0

Last week I posted the following question . The idea was to make a loop that determined the content of a database by randomly combining observations based on the variable "id".

For instance:

  • dataset 1: combinations of id 1, 2, 3, 4, 5, 6, 7, 8...
  • dataset 2: combinations of id 1, 2, 3
  • dataset 3: combinations of id 2, 3, 4, 5
  • dataset 4: combinations of id 5, 6, 7, 8, 9, 10...

I got a perfect answer to the question:

for(i in 2:max(o$id)){
  combis=combn(unique(o$id),i)
  for(j in 1:ncol(combis)){
    sub=o[o$id %in% combis[,j],]
    out=sub[1,]    # use your function
    out$label=paste(combis[,j],collapse ='') #provide an id so you know for which combination this result is
    result=rbind(result,out) # paste it to previous output
  }
}

However, my question now is the following: is there a way to specify that I only want combinations of at least 5 ids combined? The process takes up a lot of computing time and I noticed that small datasets (with les than 5 different ids) give biased results.

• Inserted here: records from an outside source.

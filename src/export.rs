//! Static site export.
//!
//! Flattens a directory of course exports into plain HTML that can be hosted
//! anywhere (GitHub Pages, a shared drive). Links use paths relative to each
//! output file, so the result also works straight from disk.
//!
//! ## Output Structure
//!
//! ```text
//! public/
//! ├── index.html                 # One link per course
//! ├── _static/canvas_viewer.css
//! └── orf-245/
//!     ├── index.html             # Pages, files with dates, modules
//!     ├── pages.html
//!     ├── files.html
//!     ├── modules.html
//!     ├── _static/canvas_viewer.css
//!     ├── wiki_content/          # Copied, HTML rewritten into the layout
//!     ├── web_resources/         # Copied as-is
//!     └── course_settings/       # Copied as-is
//! ```
//!
//! `.zip` and `.imscc` archives in the courses directory are unpacked next
//! to themselves (`orf-245.imscc` → `orf-245/`) before building. An archive
//! whose folder already exists is not unpacked again.

use crate::format;
use crate::manifest::{CanvasExport, MANIFEST_FILE};
use crate::paths;
use crate::render::{self, Layout, ListItem, ModuleView, NavLink};
use crate::rewrite::{self, RelativeRoutes};
use rayon::prelude::*;
use std::fs;
use std::path::{Path, PathBuf};
use thiserror::Error;
use tracing::{debug, info, warn};

/// Folders copied from each export.
pub const COPIED_DIRS: &[&str] = &["wiki_content", "web_resources", "course_settings"];

/// Stylesheet location, relative to the site root and to each course root.
pub const STYLESHEET_PATH: &str = "_static/canvas_viewer.css";

#[derive(Error, Debug)]
pub enum ExportError {
    #[error("IO error: {0}")]
    Io(#[from] std::io::Error),
    #[error("archive error: {0}")]
    Zip(#[from] zip::result::ZipError),
    #[error("courses directory not found: {0}")]
    CoursesDirNotFound(PathBuf),
}

/// What was written for one course.
#[derive(Debug, Clone, PartialEq, Eq)]
pub struct CourseSummary {
    /// Output folder name (the export's directory name).
    pub name: String,
    pub title: String,
    pub pages: usize,
    pub files: usize,
    pub modules: usize,
    /// HTML resources rewritten into the layout.
    pub rewritten: usize,
}

#[derive(Debug, Clone, Default, PartialEq, Eq)]
pub struct SiteSummary {
    /// Archives unpacked on this run.
    pub unpacked: Vec<PathBuf>,
    /// Built courses, sorted by name.
    pub courses: Vec<CourseSummary>,
}

// ============================================================================
// Site
// ============================================================================

/// Build the whole site. `out_dir` is deleted and recreated.
pub fn build_site(courses_dir: &Path, out_dir: &Path) -> Result<SiteSummary, ExportError> {
    if !courses_dir.is_dir() {
        return Err(ExportError::CoursesDirNotFound(courses_dir.to_path_buf()));
    }
    if out_dir.exists() {
        fs::remove_dir_all(out_dir)?;
    }
    fs::create_dir_all(out_dir)?;

    let unpacked = unpack_archives(courses_dir)?;

    let mut course_dirs: Vec<PathBuf> = fs::read_dir(courses_dir)?
        .filter_map(Result::ok)
        .map(|e| e.path())
        .filter(|p| p.is_dir() && p.join(MANIFEST_FILE).is_file())
        .collect();
    course_dirs.sort();

    let courses: Vec<CourseSummary> = course_dirs
        .par_iter()
        .map(|dir| build_course(dir, out_dir))
        .collect::<Result<Vec<_>, _>>()?
        .into_iter()
        .flatten()
        .collect();

    write_stylesheet(out_dir)?;
    let links: Vec<ListItem> = courses
        .iter()
        .map(|c| ListItem::link(c.name.clone(), format!("./{}/index.html", c.name)))
        .collect();
    let index = render::render_course_list(&links, STYLESHEET_PATH);
    fs::write(out_dir.join("index.html"), index.into_string())?;

    info!(courses = courses.len(), out = %out_dir.display(), "site built");
    Ok(SiteSummary { unpacked, courses })
}

fn is_archive(path: &Path) -> bool {
    path.extension()
        .and_then(|e| e.to_str())
        .map(str::to_ascii_lowercase)
        .is_some_and(|e| e == "zip" || e == "imscc")
}

/// Unpack every archive in `courses_dir` whose target folder is missing.
/// Invalid archives are skipped with a warning.
pub fn unpack_archives(courses_dir: &Path) -> Result<Vec<PathBuf>, ExportError> {
    let mut archives: Vec<PathBuf> = fs::read_dir(courses_dir)?
        .filter_map(Result::ok)
        .map(|e| e.path())
        .filter(|p| p.is_file() && is_archive(p))
        .collect();
    archives.sort();

    let mut unpacked = Vec::new();
    for archive in archives {
        let Some(stem) = archive.file_stem() else {
            continue;
        };
        let dest = courses_dir.join(stem);
        if dest.exists() {
            debug!(dest = %dest.display(), "already unpacked");
            continue;
        }
        match unpack_archive(&archive, &dest) {
            Ok(()) => {
                info!(archive = %archive.display(), "unpacked");
                unpacked.push(dest);
            }
            Err(e) => {
                warn!(archive = %archive.display(), error = %e, "skipping invalid archive");
                if dest.exists() {
                    fs::remove_dir_all(&dest)?;
                }
            }
        }
    }
    Ok(unpacked)
}

fn unpack_archive(archive: &Path, dest: &Path) -> Result<(), ExportError> {
    let file = fs::File::open(archive)?;
    let mut zip = zip::ZipArchive::new(file)?;
    fs::create_dir_all(dest)?;
    zip.extract(dest)?;
    Ok(())
}

fn write_stylesheet(root: &Path) -> Result<(), ExportError> {
    let path = root.join(STYLESHEET_PATH);
    if let Some(parent) = path.parent() {
        fs::create_dir_all(parent)?;
    }
    fs::write(path, render::CSS)?;
    Ok(())
}

// ============================================================================
// Course
// ============================================================================

/// Sidebar for an output file in `from_dir` (course-relative).
fn export_nav(from_dir: &str) -> Vec<NavLink> {
    [
        ("index", "Home", "index.html"),
        ("pages", "Pages", "pages.html"),
        ("files", "Files", "files.html"),
        ("modules", "Modules", "modules.html"),
    ]
    .into_iter()
    .map(|(key, label, file)| NavLink {
        key,
        label,
        href: paths::relative_to(from_dir, file),
    })
    .collect()
}

/// Links and stylesheet paths for an output file in `from_dir`.
struct CourseChrome {
    home: String,
    stylesheet: String,
    nav: Vec<NavLink>,
}

impl CourseChrome {
    fn new(from_dir: &str) -> Self {
        Self {
            home: paths::relative_to(from_dir, "index.html"),
            stylesheet: paths::relative_to(from_dir, STYLESHEET_PATH),
            nav: export_nav(from_dir),
        }
    }

    fn layout<'a>(&'a self, title: &'a str) -> Layout<'a> {
        Layout {
            course_title: title,
            home_href: &self.home,
            stylesheet_href: &self.stylesheet,
            nav: &self.nav,
        }
    }
}

/// Build one course into `<out_root>/<export dir name>/`.
///
/// `Ok(None)` when the manifest cannot be read; the course is skipped.
pub fn build_course(export_dir: &Path, out_root: &Path) -> Result<Option<CourseSummary>, ExportError> {
    let export = match CanvasExport::open(export_dir) {
        Ok(export) => export,
        Err(e) => {
            warn!(path = %export_dir.display(), error = %e, "skipping course");
            return Ok(None);
        }
    };
    let name = export_dir
        .file_name()
        .map(|n| n.to_string_lossy().into_owned())
        .unwrap_or_else(|| "course".to_string());
    let title = export.display_title();
    let course_out = out_root.join(&name);
    info!(course = %name, title = %title, "building course");
    fs::create_dir_all(&course_out)?;

    for sub in COPIED_DIRS {
        let src = export_dir.join(sub);
        if src.is_dir() {
            let dst = course_out.join(sub);
            if dst.exists() {
                fs::remove_dir_all(&dst)?;
            }
            fs::create_dir_all(&dst)?;
            copy_dir_recursive(&src, &dst)?;
        }
    }
    write_stylesheet(&course_out)?;

    let rewritten = rewrite_pages(&export, &title, &course_out)?;

    let chrome = CourseChrome::new("");
    let layout = chrome.layout(&title);

    let pages = export.list_pages();
    let files = export.files();
    let modules = module_views(&export);

    let page_items: Vec<ListItem> = pages.iter().map(|p| ListItem::link(p.title.clone(), p.href.clone())).collect();
    let file_items: Vec<ListItem> = files
        .iter()
        .map(|f| {
            ListItem::link(f.title.clone(), f.href.clone())
                .with_note(Some(f.date.clone().unwrap_or_else(|| format::MISSING.to_string())))
        })
        .collect();
    let wiki_items: Vec<ListItem> = export
        .pages_by_folder("wiki_content")
        .into_iter()
        .map(|p| ListItem::link(p.title, p.href))
        .collect();

    let index = render::render_course_index(&layout, &page_items, &file_items, &modules, "../index.html");
    fs::write(course_out.join("index.html"), index.into_string())?;
    let pages_html = render::render_section(&layout, "Pages", "pages", &wiki_items, None);
    fs::write(course_out.join("pages.html"), pages_html.into_string())?;
    let files_html = render::render_section(&layout, "Files", "files", &file_items, None);
    fs::write(course_out.join("files.html"), files_html.into_string())?;
    let modules_html = render::render_modules(&layout, &modules);
    fs::write(course_out.join("modules.html"), modules_html.into_string())?;

    Ok(Some(CourseSummary {
        name,
        title,
        pages: pages.len(),
        files: files.len(),
        modules: modules.len(),
        rewritten,
    }))
}

fn module_views(export: &CanvasExport) -> Vec<ModuleView> {
    export
        .modules()
        .into_iter()
        .map(|m| ModuleView {
            title: m.title,
            items: m
                .items
                .into_iter()
                .map(|it| ListItem {
                    title: it.title.unwrap_or_else(|| "Untitled".to_string()),
                    href: it.href,
                    note: None,
                })
                .collect(),
        })
        .collect()
}

/// Rewrite every HTML resource into `course_out`. Pages that cannot be
/// parsed are left as copied. Returns the number rewritten.
fn rewrite_pages(export: &CanvasExport, title: &str, course_out: &Path) -> Result<usize, ExportError> {
    let mut count = 0;
    for r in export.resources() {
        if !r.href.to_lowercase().ends_with(".html") {
            continue;
        }
        let Some(src) = export.resolve_path(&r.href).filter(|p| p.is_file()) else {
            continue;
        };
        let Some(dst) = paths::safe_join(course_out, &r.href) else {
            continue;
        };
        let raw = fs::read(&src)?;
        let Some(body) = rewrite::rewrite_page(&raw, &r.href, &RelativeRoutes) else {
            debug!(href = %r.href, "leaving unparsable page as-is");
            continue;
        };
        let chrome = CourseChrome::new(paths::dirname(&r.href));
        let html = render::render_page(&chrome.layout(title), paths::basename(&r.href), "pages", &body);
        if let Some(parent) = dst.parent() {
            fs::create_dir_all(parent)?;
        }
        fs::write(&dst, html.into_string())?;
        count += 1;
    }
    Ok(count)
}

fn copy_dir_recursive(src: &Path, dst: &Path) -> std::io::Result<()> {
    for entry in fs::read_dir(src)? {
        let entry = entry?;
        let src_path = entry.path();
        let dst_path = dst.join(entry.file_name());

        if src_path.is_dir() {
            fs::create_dir_all(&dst_path)?;
            copy_dir_recursive(&src_path, &dst_path)?;
        } else {
            fs::copy(&src_path, &dst_path)?;
        }
    }
    Ok(())
}
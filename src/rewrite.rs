//! Link rewriting for exported HTML pages.
//!
//! Canvas pages link to each other with paths relative to their own
//! location, or through placeholders that only mean something inside
//! Canvas:
//!
//! | Value | Target |
//! |-------|--------|
//! | `$CANVAS_COURSE_REFERENCE$/modules` | modules section |
//! | `$CANVAS_COURSE_REFERENCE$/pages/…` | pages section |
//! | `$CANVAS_COURSE_REFERENCE$/<tail>` | `<tail>` at the site root |
//! | `$IMS-CC-FILEBASE$/<tail>` | asset `web_resources/<tail>` |
//! | `$WIKI_REFERENCE$/pages/<slug>` | page `wiki_content/<slug>.html` |
//! | `../c.html` (from `wiki_content/a/`) | page `wiki_content/c.html` |
//! | `/web_resources/x.png` | asset `web_resources/x.png` |
//!
//! Absolute URLs (`http:`, `https:`, `mailto:`, `data:`, `tel:`,
//! `javascript:`), protocol-relative `//host/…` and `#anchors` are left
//! alone.
//!
//! How a resolved target is written back depends on who serves the result,
//! which is what [`Routes`] abstracts: the interactive viewer uses
//! site-relative routes ([`ViewerRoutes`]), the static export uses paths
//! relative to the page's directory ([`RelativeRoutes`]).
//!
//! Host styling is removed before rewriting: every `style` attribute,
//! every `<style>` element, and every `<link>` that is a stylesheet.

use crate::paths;
use html5ever::serialize::{SerializeOpts, serialize};
use html5ever::tendril::{StrTendril, TendrilSink};
use html5ever::{ParseOpts, parse_document};
use markup5ever_rcdom::{Handle, NodeData, RcDom, SerializableHandle};
use tracing::debug;

pub const COURSE_REFERENCE: &str = "$CANVAS_COURSE_REFERENCE$";
pub const FILE_BASE: &str = "$IMS-CC-FILEBASE$";
pub const WIKI_REFERENCE: &str = "$WIKI_REFERENCE$";

const PASSTHROUGH_SCHEMES: &[&str] = &["http:", "https:", "mailto:", "data:", "tel:", "javascript:"];

/// Where a rewritten link should point.
#[derive(Debug, Clone, PartialEq, Eq)]
pub enum Target {
    /// An export-relative HTML page.
    Page(String),
    /// Any other export-relative file.
    Asset(String),
    /// A top-level listing: `modules` or `pages`.
    Section(&'static str),
    /// A path at the site root.
    Root(String),
}

/// Output convention for rewritten links.
pub trait Routes {
    /// Render `target` as a link written into a page that lives in
    /// `from_dir` (export-relative).
    fn route(&self, from_dir: &str, target: &Target) -> String;
}

/// Site-relative routes of the interactive viewer.
#[derive(Debug, Clone, Copy, Default)]
pub struct ViewerRoutes;

impl Routes for ViewerRoutes {
    fn route(&self, _from_dir: &str, target: &Target) -> String {
        match target {
            Target::Page(p) => format!("/page/{p}"),
            Target::Asset(p) => format!("/static/{p}"),
            Target::Section(name) => format!("/{name}"),
            Target::Root(tail) => format!("/{tail}"),
        }
    }
}

/// Paths relative to the page's own directory, for a static copy of the
/// export. Sections resolve to `<name>.html` at the course root.
#[derive(Debug, Clone, Copy, Default)]
pub struct RelativeRoutes;

impl Routes for RelativeRoutes {
    fn route(&self, from_dir: &str, target: &Target) -> String {
        match target {
            Target::Page(p) | Target::Asset(p) | Target::Root(p) => paths::relative_to(from_dir, p),
            Target::Section(name) => paths::relative_to(from_dir, &format!("{name}.html")),
        }
    }
}

fn passes_through(value: &str) -> bool {
    let lower = value.to_ascii_lowercase();
    value.starts_with('#')
        || value.starts_with("//")
        || PASSTHROUGH_SCHEMES.iter().any(|s| lower.starts_with(s))
}

/// Classify an attribute value found in a page under `base_dir`.
/// `None` means leave the value untouched.
pub fn resolve_target(value: &str, base_dir: &str) -> Option<(Target, String)> {
    let value = value.trim();
    if value.is_empty() || passes_through(value) {
        return None;
    }

    if let Some(rest) = value.strip_prefix(COURSE_REFERENCE) {
        let tail = rest.trim_start_matches('/');
        let target = if tail.starts_with("modules") {
            Target::Section("modules")
        } else if tail.starts_with("pages") {
            Target::Section("pages")
        } else {
            Target::Root(tail.to_string())
        };
        return Some((target, String::new()));
    }

    if let Some(rest) = value.strip_prefix(FILE_BASE) {
        let (path, suffix) = paths::split_suffix(rest.trim_start_matches('/'));
        let target = Target::Asset(format!("web_resources/{path}"));
        return Some((target, suffix.to_string()));
    }

    if let Some(rest) = value.strip_prefix(WIKI_REFERENCE) {
        let (path, suffix) = paths::split_suffix(rest.trim_start_matches('/'));
        let target = match path.strip_prefix("pages/") {
            Some(slug) if !slug.is_empty() => Target::Page(format!("wiki_content/{slug}.html")),
            _ => Target::Section("pages"),
        };
        return Some((target, suffix.to_string()));
    }

    let (path, suffix) = paths::split_suffix(value);
    if path.is_empty() {
        return None;
    }
    let resolved = match path.strip_prefix('/') {
        Some(_) => path.trim_start_matches('/').to_string(),
        None => paths::normalize(&paths::join(base_dir, path)),
    };
    let target = if resolved.to_lowercase().ends_with(".html") {
        Target::Page(resolved)
    } else {
        Target::Asset(resolved)
    };
    Some((target, suffix.to_string()))
}

/// Rewrite a single attribute value found in a page under `base_dir`.
pub fn rewrite_url(value: &str, base_dir: &str, routes: &dyn Routes) -> String {
    match resolve_target(value, base_dir) {
        Some((target, suffix)) => format!("{}{suffix}", routes.route(base_dir, &target)),
        None => value.to_string(),
    }
}

/// Blank and non-UTF-8 input is not parsed, so legacy-encoded pages reach
/// the browser byte for byte.
fn parse(raw: &[u8]) -> Option<RcDom> {
    if raw.iter().all(u8::is_ascii_whitespace) {
        return None;
    }
    if let Err(e) = std::str::from_utf8(raw) {
        debug!(error = %e, "page is not UTF-8");
        return None;
    }
    match parse_document(RcDom::default(), ParseOpts::default())
        .from_utf8()
        .read_from(&mut &raw[..])
    {
        Ok(dom) => Some(dom),
        Err(e) => {
            debug!(error = %e, "unparsable page");
            None
        }
    }
}

fn local_name(handle: &Handle) -> Option<&str> {
    match handle.data {
        NodeData::Element { ref name, .. } => Some(&*name.local),
        _ => None,
    }
}

fn attr(handle: &Handle, key: &str) -> Option<String> {
    match handle.data {
        NodeData::Element { ref attrs, .. } => attrs
            .borrow()
            .iter()
            .find(|a| &*a.name.local == key)
            .map(|a| a.value.to_string()),
        _ => None,
    }
}

fn is_host_styling(handle: &Handle) -> bool {
    match local_name(handle) {
        Some("style") => true,
        Some("link") => {
            let rel = attr(handle, "rel").unwrap_or_default().to_lowercase();
            let kind = attr(handle, "type").unwrap_or_default().to_lowercase();
            rel.contains("stylesheet") || kind == "text/css"
        }
        _ => false,
    }
}

fn strip_styling(handle: &Handle) {
    handle.children.borrow_mut().retain(|c| !is_host_styling(c));
    if let NodeData::Element { ref attrs, .. } = handle.data {
        attrs.borrow_mut().retain(|a| &*a.name.local != "style");
    }
    let children: Vec<Handle> = handle.children.borrow().clone();
    for child in &children {
        strip_styling(child);
    }
}

fn rewrite_links(handle: &Handle, base_dir: &str, routes: &dyn Routes) {
    if let NodeData::Element { ref name, ref attrs, .. } = handle.data {
        let key = match &*name.local {
            "a" | "link" => Some("href"),
            "img" | "script" => Some("src"),
            _ => None,
        };
        if let Some(key) = key {
            for a in attrs.borrow_mut().iter_mut() {
                if &*a.name.local == key && !a.value.is_empty() {
                    let rewritten = rewrite_url(&a.value, base_dir, routes);
                    a.value = StrTendril::from(rewritten);
                }
            }
        }
    }
    for child in handle.children.borrow().iter() {
        rewrite_links(child, base_dir, routes);
    }
}

fn find_element(handle: &Handle, tag: &str) -> Option<Handle> {
    if local_name(handle) == Some(tag) {
        return Some(handle.clone());
    }
    handle
        .children
        .borrow()
        .iter()
        .find_map(|c| find_element(c, tag))
}

fn serialize_children(handle: &Handle) -> Option<Vec<u8>> {
    let mut out = Vec::new();
    let node = SerializableHandle::from(handle.clone());
    match serialize(&mut out, &node, SerializeOpts::default()) {
        Ok(()) => Some(out),
        Err(e) => {
            debug!(error = %e, "serialization failed");
            None
        }
    }
}

fn transform(raw: &[u8], page_href: &str, routes: &dyn Routes) -> Option<RcDom> {
    let dom = parse(raw)?;
    let base_dir = paths::dirname(page_href);
    strip_styling(&dom.document);
    rewrite_links(&dom.document, base_dir, routes);
    Some(dom)
}

/// Rewrite a whole document. Unparsable input comes back unchanged.
pub fn rewrite_html(raw: &[u8], page_href: &str, routes: &dyn Routes) -> Vec<u8> {
    transform(raw, page_href, routes)
        .and_then(|dom| serialize_children(&dom.document))
        .unwrap_or_else(|| raw.to_vec())
}

/// Rewrite a page and return the serialized children of its `<body>`, for
/// embedding in a layout. `None` when the input cannot be parsed; callers
/// then send it raw.
pub fn rewrite_page(raw: &[u8], page_href: &str, routes: &dyn Routes) -> Option<String> {
    let dom = transform(raw, page_href, routes)?;
    let body = match find_element(&dom.document, "body") {
        Some(body) => serialize_children(&body)?,
        None => serialize_children(&dom.document)?,
    };
    String::from_utf8(body).ok()
}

Through this link, a sample of the dataset and the full code can be found to reproduce the example. Please be aware that it can take a while to run the entire code, unless there is something specified that I am only interested in combinations of at least 5 ids.

Community
  • 1
  • 1
user33125
  • 197
  • 1
  • 3
  • 12
  • 1
    Can you provide a minimal reproducible example? Please see http://stackoverflow.com/questions/5963269/how-to-make-a-great-r-reproducible-example – C8H10N4O2 Nov 16 '16 at 15:44
  • I recently did this for one of my analyses by creating a "count" column and filtering out any combination/group that was based on fewer than 5 ids. – heyydrien Nov 16 '16 at 15:47
  • I'm pretty sure you can optimise that with a mapply statement (which could be parallized as well to speed it up) and (if needed) limit the combination simply by filtering with something like combis[length(combis)>4]. However, I can't be sure as there is no reproducible example... (and the one in your previous post doesn't work (What are AllData and rainfed?) – Bastien Nov 16 '16 at 16:35
  • I'll make a better example. Give me a minute;-) – user33125 Nov 16 '16 at 16:51
  • I'll add the question with this dataset and example as well. Through the following link a part of the dataset can be found with the code necessary. https://drive.google.com/open?id=0By9u5m3kxn9ybi11OEF5NkhkNDQ There are now 6 different ids in the dataset. Thank you very much for your help! I appreciate it a lot! P.S. Be aware that if you run the code as it is now, it takes some time to run. That is the reason why I would like to indicate that I only want the code to run for groups of minimum x ids. – user33125 Nov 16 '16 at 17:18

1 Answers1

1

You can start the loop at 5:

for(i in 5:max(o$id)){
  combis=combn(unique(o$id),i)
   ...

This way, there are at least 5 elements in each combination (see ?combn).

Wave
  • 1,216
  • 1
  • 9
  • 22